Beaucoup de jeunes ont une vision romancée de leur retour au pays. Inconsciemment après être longtemps resté en occident, on s’attend à être imbriqué dans un système professionnel à peu près similaire à celui qu’on a connu à l’étranger. Cela se fait de manière tout à fait non calculée, on sait qu’à notre retour beaucoup de choses seront différentes. On a une vague idée du fait que les mentalités ne sont pas les mêmes mais il y a un paramètre majeur qu’on omet : le facteur soi, et le fait qu’on aie nous même changé.

Lorsqu’on revient, la première chose qu’on se surprend à découvrir c’est qu’on n’est plus le même et qu’on n’est plus du tout à même d’accepter certaines choses.  Travailler  en Guinée est très difficile, et je loue les personnes qui y parviennent lorsqu’elles ont connu autre chose. Je m’y suis essayée à plusieurs reprises avec de courtes expériences ici et là au cours de mes études avant d’en venir au constat que je n’y arriverai pas de manière permanente à la fin de celles-ci, l’année prochaine. Pas maintenant en tout cas. Peut-être dans un futur (pas si proche que ça) ?

Me concernant c’est on ne peut plus révélateur, parce que j’ai toujours été de ceux animés par l’idée très répandue qui veut qu’on aille se former ailleurs pour revenir réinjecter nos compétences dans un pays où tout reste encore à faire.
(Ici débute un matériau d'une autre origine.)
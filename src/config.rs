//! Configuration for gitsense.
//!
//! Settings are layered: `gitsense.toml` → environment → CLI flags.
//!
//! # Configuration File Format
//!
//! ```toml
//! [backend]
//! base_url = "http://localhost:8000"
//! poll_interval_ms = 1000
//! # A create or fetch with no answer after this long fails the session
//! request_timeout_ms = 30000
//! # Give up after this many polls (unset = poll until the backend finishes)
//! max_polls = 600
//!
//! [display]
//! default_view = "overview"
//! ```
//!
//! Environment overrides: `GITSENSE_BASE_URL`, `GITSENSE_POLL_INTERVAL_MS`,
//! `GITSENSE_MAX_POLLS`.

use serde::{Deserialize, Serialize};
use std::path::{Path, PathBuf};
use std::time::Duration;

use crate::client::DEFAULT_BASE_URL;
use crate::errors::ConfigError;
use crate::render::View;
use crate::session::PollSettings;

pub const CONFIG_FILE_NAME: &str = "gitsense.toml";
pub const ENV_BASE_URL: &str = "GITSENSE_BASE_URL";
pub const ENV_POLL_INTERVAL_MS: &str = "GITSENSE_POLL_INTERVAL_MS";
pub const ENV_MAX_POLLS: &str = "GITSENSE_MAX_POLLS";

/// Where the analysis service lives and how often to poll it.
#[derive(Debug, Clone, PartialEq, Eq, Serialize, Deserialize)]
pub struct BackendSection {
    #[serde(default = "default_base_url")]
    pub base_url: String,
    #[serde(default = "default_poll_interval_ms")]
    pub poll_interval_ms: u64,
    #[serde(default = "default_request_timeout_ms")]
    pub request_timeout_ms: u64,
    #[serde(default, skip_serializing_if = "Option::is_none")]
    pub max_polls: Option<u32>,
}

fn default_base_url() -> String {
    DEFAULT_BASE_URL.to_string()
}

fn default_poll_interval_ms() -> u64 {
    1000
}

fn default_request_timeout_ms() -> u64 {
    30_000
}

impl Default for BackendSection {
    fn default() -> Self {
        Self {
            base_url: default_base_url(),
            poll_interval_ms: default_poll_interval_ms(),
            request_timeout_ms: default_request_timeout_ms(),
            max_polls: None,
        }
    }
}

#[derive(Debug, Clone, PartialEq, Eq, Serialize, Deserialize)]
pub struct DisplaySection {
    /// View shown after an analysis when `--view` is not given.
    #[serde(default = "default_view")]
    pub default_view: String,
}

fn default_view() -> String {
    View::Overview.id().to_string()
}

impl Default for DisplaySection {
    fn default() -> Self {
        Self {
            default_view: default_view(),
        }
    }
}

/// The complete gitsense.toml structure.
#[derive(Debug, Clone, PartialEq, Eq, Default, Serialize, Deserialize)]
pub struct GitsenseToml {
    #[serde(default)]
    pub backend: BackendSection,
    #[serde(default)]
    pub display: DisplaySection,
}

impl GitsenseToml {
    /// Load configuration from a TOML file.
    pub fn load(path: &Path) -> Result<Self, ConfigError> {
        let content = std::fs::read_to_string(path).map_err(|source| ConfigError::ReadFailed {
            path: path.to_path_buf(),
            source,
        })?;
        toml::from_str(&content).map_err(|source| ConfigError::ParseFailed {
            path: path.to_path_buf(),
            source,
        })
    }

    /// Load configuration, or defaults if the file doesn't exist.
    pub fn load_or_default(path: &Path) -> Result<Self, ConfigError> {
        if path.exists() {
            Self::load(path)
        } else {
            Ok(Self::default())
        }
    }

    /// Save configuration to a TOML file, creating parent directories.
    pub fn save(&self, path: &Path) -> anyhow::Result<()> {
        use anyhow::Context;
        if let Some(parent) = path.parent() {
            std::fs::create_dir_all(parent)
                .with_context(|| format!("Failed to create {}", parent.display()))?;
        }
        let content = toml::to_string_pretty(self).context("Failed to serialize gitsense.toml")?;
        std::fs::write(path, content)
            .with_context(|| format!("Failed to write config file: {}", path.display()))?;
        Ok(())
    }

    /// Apply environment overrides. `lookup` is `std::env::var` in production.
    pub fn apply_env<F>(&mut self, lookup: F) -> Result<(), ConfigError>
    where
        F: Fn(&str) -> Option<String>,
    {
        if let Some(url) = lookup(ENV_BASE_URL) {
            self.backend.base_url = url;
        }
        if let Some(raw) = lookup(ENV_POLL_INTERVAL_MS) {
            self.backend.poll_interval_ms = parse_env(ENV_POLL_INTERVAL_MS, &raw)?;
        }
        if let Some(raw) = lookup(ENV_MAX_POLLS) {
            self.backend.max_polls = Some(parse_env(ENV_MAX_POLLS, &raw)?);
        }
        Ok(())
    }

    /// Validate configuration and return warnings.
    pub fn validate(&self) -> Vec<String> {
        let mut warnings = Vec::new();

        if self.backend.poll_interval_ms == 0 {
            warnings.push(
                "backend.poll_interval_ms is 0; polling will hammer the backend".to_string(),
            );
        }
        if self.backend.request_timeout_ms == 0 {
            warnings.push(
                "backend.request_timeout_ms is 0; every request will time out".to_string(),
            );
        }
        let url = self.backend.base_url.as_str();
        if !(url.starts_with("http://") || url.starts_with("https://")) {
            warnings.push(format!(
                "backend.base_url '{}' should start with http:// or https://",
                url
            ));
        }
        if self.backend.max_polls == Some(0) {
            warnings.push("backend.max_polls is 0; every analysis will time out".to_string());
        }
        if self.display.default_view.parse::<View>().is_err() {
            warnings.push(format!(
                "display.default_view '{}' is not a known view; using overview",
                self.display.default_view
            ));
        }

        warnings
    }
}

fn parse_env<T: std::str::FromStr>(key: &str, raw: &str) -> Result<T, ConfigError> {
    raw.trim().parse().map_err(|_| ConfigError::InvalidValue {
        key: key.to_string(),
        message: format!("expected a non-negative integer, got '{}'", raw),
    })
}

/// Default location: `<config dir>/gitsense/gitsense.toml`.
pub fn default_config_path() -> Option<PathBuf> {
    dirs::config_dir().map(|d| d.join("gitsense").join(CONFIG_FILE_NAME))
}

/// Effective runtime configuration after all layers are applied.
#[derive(Debug, Clone)]
pub struct Config {
    pub path: Option<PathBuf>,
    pub file_found: bool,
    pub settings: GitsenseToml,
}

impl Config {
    /// Load from `path` (or the default location) and the process environment.
    pub fn load(path: Option<&Path>) -> Result<Self, ConfigError> {
        Self::load_with_env(path, |key| std::env::var(key).ok())
    }

    pub fn load_with_env<F>(path: Option<&Path>, lookup: F) -> Result<Self, ConfigError>
    where
        F: Fn(&str) -> Option<String>,
    {
        let path = path.map(Path::to_path_buf).or_else(default_config_path);
        let (settings, file_found) = match &path {
            Some(p) if p.exists() => (GitsenseToml::load(p)?, true),
            _ => (GitsenseToml::default(), false),
        };
        let mut config = Self {
            path,
            file_found,
            settings,
        };
        config.settings.apply_env(lookup)?;
        Ok(config)
    }

    /// Apply CLI flag overrides (the last layer).
    pub fn with_cli_overrides(
        mut self,
        base_url: Option<String>,
        poll_interval_ms: Option<u64>,
    ) -> Self {
        if let Some(url) = base_url {
            self.settings.backend.base_url = url;
        }
        if let Some(ms) = poll_interval_ms {
            self.settings.backend.poll_interval_ms = ms;
        }
        self
    }

    pub fn base_url(&self) -> &str {
        &self.settings.backend.base_url
    }

    pub fn poll_settings(&self) -> PollSettings {
        PollSettings {
            // tokio's interval panics on a zero period.
            interval: Duration::from_millis(self.settings.backend.poll_interval_ms.max(1)),
            max_polls: self.settings.backend.max_polls,
            request_timeout: Duration::from_millis(self.settings.backend.request_timeout_ms.max(1)),
        }
    }

    pub fn default_view(&self) -> View {
        self.settings.display.default_view.parse().unwrap_or_default()
    }

    pub fn validate(&self) -> Vec<String> {
        self.settings.validate()
    }
}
Mais bien trop souvent, on oublie que les blocages qu’on rencontre sont plus humains que techniques. Plus comportementaux qu’un problème de confort ou encore de salaire. Plusieurs jeunes gens ont accepté de tout quitter pour revenir travailler en Afrique : meilleurs salaires, meilleures conditions de vie et de travail, et à terme épuisés ont fini par abandonner pour rentrer à l’étranger, un étranger qui leur est devenu plus familier que leur propre pays.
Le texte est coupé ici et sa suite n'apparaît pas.